DIRECTIONS FOR THIS TASK: From the data below, give the number of lines holding the word "processed", with nothing else added.
--- SUPPLIED DATA Enclosed Below ---
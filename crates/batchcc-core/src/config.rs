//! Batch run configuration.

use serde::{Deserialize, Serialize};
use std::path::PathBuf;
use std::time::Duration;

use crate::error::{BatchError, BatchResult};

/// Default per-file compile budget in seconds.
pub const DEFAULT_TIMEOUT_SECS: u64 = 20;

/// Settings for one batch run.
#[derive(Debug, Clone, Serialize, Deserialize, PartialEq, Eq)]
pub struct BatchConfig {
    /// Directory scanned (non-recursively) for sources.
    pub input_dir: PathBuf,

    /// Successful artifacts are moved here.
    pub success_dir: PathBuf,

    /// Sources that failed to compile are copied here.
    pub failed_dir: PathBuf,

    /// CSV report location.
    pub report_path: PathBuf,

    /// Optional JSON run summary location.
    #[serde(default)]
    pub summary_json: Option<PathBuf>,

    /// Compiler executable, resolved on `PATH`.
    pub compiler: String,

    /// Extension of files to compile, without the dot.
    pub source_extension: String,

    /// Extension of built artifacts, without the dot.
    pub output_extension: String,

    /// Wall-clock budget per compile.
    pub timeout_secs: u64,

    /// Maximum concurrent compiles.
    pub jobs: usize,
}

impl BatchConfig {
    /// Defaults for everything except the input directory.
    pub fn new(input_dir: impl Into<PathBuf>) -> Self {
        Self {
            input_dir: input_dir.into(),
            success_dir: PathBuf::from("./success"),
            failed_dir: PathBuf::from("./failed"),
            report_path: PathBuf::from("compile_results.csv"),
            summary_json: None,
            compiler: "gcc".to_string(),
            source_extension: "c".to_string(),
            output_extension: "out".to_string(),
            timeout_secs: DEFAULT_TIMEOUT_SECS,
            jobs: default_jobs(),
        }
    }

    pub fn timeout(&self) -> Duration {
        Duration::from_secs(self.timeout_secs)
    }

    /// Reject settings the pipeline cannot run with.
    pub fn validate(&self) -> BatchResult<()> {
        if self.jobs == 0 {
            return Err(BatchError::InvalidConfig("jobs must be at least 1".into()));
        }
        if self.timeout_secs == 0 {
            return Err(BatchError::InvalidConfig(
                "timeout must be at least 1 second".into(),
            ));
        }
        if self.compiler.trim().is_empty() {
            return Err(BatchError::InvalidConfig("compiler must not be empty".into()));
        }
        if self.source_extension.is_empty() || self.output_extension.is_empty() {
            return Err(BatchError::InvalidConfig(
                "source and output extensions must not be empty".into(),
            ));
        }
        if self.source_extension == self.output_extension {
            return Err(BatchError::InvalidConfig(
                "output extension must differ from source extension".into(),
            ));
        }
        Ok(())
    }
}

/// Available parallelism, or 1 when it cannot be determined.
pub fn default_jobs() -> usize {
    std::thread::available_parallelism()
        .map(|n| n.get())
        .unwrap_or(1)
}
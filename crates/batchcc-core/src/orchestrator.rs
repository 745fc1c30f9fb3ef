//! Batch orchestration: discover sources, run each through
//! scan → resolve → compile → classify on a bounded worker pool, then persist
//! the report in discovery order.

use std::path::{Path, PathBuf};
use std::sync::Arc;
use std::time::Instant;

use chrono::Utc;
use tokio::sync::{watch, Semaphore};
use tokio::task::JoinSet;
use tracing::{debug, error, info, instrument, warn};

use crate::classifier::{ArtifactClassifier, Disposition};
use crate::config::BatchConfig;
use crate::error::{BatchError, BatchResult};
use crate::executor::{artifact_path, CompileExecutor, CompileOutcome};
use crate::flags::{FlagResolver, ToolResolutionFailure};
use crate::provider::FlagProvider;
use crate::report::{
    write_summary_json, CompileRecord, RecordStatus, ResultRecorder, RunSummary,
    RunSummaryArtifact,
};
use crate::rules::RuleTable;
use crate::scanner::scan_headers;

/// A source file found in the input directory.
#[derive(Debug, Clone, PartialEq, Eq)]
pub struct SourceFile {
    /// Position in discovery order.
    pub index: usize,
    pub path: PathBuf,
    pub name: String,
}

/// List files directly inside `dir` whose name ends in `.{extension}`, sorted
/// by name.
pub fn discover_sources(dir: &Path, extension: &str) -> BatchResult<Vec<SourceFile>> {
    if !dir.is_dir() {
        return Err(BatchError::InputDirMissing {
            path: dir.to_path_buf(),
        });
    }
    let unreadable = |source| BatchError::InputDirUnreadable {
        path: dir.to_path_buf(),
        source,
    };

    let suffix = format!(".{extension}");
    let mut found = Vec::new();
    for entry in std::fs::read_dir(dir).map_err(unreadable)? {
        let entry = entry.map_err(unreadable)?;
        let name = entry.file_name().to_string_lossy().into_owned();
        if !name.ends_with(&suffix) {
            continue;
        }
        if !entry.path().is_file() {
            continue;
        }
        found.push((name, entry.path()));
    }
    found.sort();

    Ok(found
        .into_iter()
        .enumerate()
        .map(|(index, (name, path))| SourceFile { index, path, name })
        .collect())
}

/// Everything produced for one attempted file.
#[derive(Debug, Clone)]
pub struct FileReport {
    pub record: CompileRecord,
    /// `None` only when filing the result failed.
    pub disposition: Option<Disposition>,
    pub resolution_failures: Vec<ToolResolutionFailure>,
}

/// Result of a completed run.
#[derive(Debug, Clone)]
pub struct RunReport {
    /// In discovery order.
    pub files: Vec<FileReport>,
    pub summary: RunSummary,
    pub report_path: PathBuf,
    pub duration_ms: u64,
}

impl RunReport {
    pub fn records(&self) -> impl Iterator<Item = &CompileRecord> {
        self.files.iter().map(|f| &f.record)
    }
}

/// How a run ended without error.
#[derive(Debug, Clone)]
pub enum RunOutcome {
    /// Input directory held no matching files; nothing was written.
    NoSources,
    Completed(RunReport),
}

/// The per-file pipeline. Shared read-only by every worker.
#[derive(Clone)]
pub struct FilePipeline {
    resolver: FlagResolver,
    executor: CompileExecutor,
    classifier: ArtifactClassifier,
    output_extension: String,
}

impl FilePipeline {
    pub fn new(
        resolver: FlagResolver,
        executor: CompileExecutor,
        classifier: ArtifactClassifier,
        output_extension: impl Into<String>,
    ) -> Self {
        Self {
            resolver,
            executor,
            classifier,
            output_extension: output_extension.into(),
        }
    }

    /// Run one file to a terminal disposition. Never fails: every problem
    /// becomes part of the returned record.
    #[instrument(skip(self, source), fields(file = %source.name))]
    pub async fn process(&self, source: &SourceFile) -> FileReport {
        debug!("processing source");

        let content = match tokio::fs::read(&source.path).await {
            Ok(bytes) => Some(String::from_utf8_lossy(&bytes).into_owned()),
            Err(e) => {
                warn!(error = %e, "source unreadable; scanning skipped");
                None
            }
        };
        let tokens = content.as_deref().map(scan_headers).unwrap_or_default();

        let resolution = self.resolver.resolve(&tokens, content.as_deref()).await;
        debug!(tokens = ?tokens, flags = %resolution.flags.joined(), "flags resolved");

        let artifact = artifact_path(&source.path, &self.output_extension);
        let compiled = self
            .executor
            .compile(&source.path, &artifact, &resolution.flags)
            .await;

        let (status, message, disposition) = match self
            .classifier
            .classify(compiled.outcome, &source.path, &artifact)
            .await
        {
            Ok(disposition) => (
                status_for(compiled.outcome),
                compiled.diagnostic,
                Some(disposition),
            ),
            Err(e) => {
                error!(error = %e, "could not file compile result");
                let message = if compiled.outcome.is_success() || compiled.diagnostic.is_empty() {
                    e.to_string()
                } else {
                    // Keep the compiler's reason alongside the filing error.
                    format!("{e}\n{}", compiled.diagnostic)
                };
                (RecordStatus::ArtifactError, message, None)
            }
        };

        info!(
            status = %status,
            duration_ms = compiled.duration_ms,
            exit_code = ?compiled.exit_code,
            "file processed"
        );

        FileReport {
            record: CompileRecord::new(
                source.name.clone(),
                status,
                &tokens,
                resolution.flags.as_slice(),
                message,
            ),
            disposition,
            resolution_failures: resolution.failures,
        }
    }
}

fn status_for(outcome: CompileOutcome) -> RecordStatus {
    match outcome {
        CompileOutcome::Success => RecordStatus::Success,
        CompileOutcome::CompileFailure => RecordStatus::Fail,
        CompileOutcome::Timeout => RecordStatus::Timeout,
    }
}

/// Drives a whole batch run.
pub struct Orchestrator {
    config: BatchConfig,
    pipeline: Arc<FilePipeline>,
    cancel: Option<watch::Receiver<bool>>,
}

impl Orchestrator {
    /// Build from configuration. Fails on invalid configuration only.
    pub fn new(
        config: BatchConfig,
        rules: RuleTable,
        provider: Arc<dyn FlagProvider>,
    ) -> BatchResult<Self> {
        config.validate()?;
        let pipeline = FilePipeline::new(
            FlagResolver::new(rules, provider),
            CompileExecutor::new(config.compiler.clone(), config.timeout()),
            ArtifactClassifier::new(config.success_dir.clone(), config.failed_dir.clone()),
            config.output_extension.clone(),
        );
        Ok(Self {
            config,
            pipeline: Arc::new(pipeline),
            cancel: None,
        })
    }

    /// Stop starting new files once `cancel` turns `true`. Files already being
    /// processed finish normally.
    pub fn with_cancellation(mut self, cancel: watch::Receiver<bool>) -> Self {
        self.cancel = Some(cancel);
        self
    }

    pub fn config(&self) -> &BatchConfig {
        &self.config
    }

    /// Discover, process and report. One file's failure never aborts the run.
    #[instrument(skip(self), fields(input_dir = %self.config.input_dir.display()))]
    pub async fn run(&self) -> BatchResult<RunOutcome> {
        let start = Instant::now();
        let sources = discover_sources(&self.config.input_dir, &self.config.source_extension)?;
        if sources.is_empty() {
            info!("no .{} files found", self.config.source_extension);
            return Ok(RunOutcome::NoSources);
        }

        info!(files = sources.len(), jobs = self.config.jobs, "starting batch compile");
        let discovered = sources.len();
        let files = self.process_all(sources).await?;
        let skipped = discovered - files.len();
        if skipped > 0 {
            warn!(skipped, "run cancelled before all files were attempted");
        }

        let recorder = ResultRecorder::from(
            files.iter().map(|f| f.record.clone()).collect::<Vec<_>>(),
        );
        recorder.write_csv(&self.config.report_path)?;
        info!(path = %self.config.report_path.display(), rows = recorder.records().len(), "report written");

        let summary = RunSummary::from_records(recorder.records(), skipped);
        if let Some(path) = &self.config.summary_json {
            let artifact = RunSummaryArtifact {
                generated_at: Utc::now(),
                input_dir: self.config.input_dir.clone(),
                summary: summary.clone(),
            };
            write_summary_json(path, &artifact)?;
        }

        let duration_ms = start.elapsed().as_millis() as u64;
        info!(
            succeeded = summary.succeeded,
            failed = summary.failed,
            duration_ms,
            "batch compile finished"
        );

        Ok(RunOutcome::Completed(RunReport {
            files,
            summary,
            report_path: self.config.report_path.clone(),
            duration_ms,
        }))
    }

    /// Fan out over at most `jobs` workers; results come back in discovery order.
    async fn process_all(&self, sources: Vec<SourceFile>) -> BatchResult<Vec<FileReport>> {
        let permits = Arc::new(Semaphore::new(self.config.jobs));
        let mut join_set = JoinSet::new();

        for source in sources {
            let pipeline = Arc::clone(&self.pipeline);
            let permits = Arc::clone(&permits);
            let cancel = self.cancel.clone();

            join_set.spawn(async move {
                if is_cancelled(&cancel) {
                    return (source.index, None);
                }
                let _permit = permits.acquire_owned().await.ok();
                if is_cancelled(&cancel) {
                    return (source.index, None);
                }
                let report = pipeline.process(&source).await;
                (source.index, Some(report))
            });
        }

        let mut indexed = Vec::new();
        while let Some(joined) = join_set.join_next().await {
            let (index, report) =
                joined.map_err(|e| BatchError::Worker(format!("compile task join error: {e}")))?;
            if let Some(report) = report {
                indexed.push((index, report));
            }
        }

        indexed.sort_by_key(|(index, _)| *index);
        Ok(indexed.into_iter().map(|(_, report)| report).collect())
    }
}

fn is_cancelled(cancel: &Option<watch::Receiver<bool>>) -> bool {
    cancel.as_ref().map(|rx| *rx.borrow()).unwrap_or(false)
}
--- End of Enclosed SUPPLIED DATA ---
--- SUPPLIED DATA Enclosed Below ---
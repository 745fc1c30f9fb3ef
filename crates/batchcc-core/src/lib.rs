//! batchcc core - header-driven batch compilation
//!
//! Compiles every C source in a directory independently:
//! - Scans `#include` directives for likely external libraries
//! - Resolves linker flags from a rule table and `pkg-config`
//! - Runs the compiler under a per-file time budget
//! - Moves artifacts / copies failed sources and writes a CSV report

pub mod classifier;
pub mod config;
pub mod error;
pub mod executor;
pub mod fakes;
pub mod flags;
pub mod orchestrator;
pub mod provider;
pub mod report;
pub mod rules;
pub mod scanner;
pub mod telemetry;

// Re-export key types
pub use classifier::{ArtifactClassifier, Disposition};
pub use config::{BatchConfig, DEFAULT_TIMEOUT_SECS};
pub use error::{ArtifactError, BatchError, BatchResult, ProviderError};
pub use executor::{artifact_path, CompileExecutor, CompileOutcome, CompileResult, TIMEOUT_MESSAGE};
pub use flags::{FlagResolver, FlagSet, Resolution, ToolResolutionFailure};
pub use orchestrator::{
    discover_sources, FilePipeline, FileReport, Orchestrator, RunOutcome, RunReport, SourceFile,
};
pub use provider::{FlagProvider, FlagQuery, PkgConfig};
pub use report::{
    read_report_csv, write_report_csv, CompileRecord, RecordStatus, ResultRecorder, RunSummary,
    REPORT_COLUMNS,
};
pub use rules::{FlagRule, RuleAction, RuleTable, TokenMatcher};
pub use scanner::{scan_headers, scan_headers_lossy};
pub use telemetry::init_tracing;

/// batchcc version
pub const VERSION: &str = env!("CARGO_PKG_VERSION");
--- End of Enclosed SUPPLIED DATA ---
THE COMPLETED TASK: 2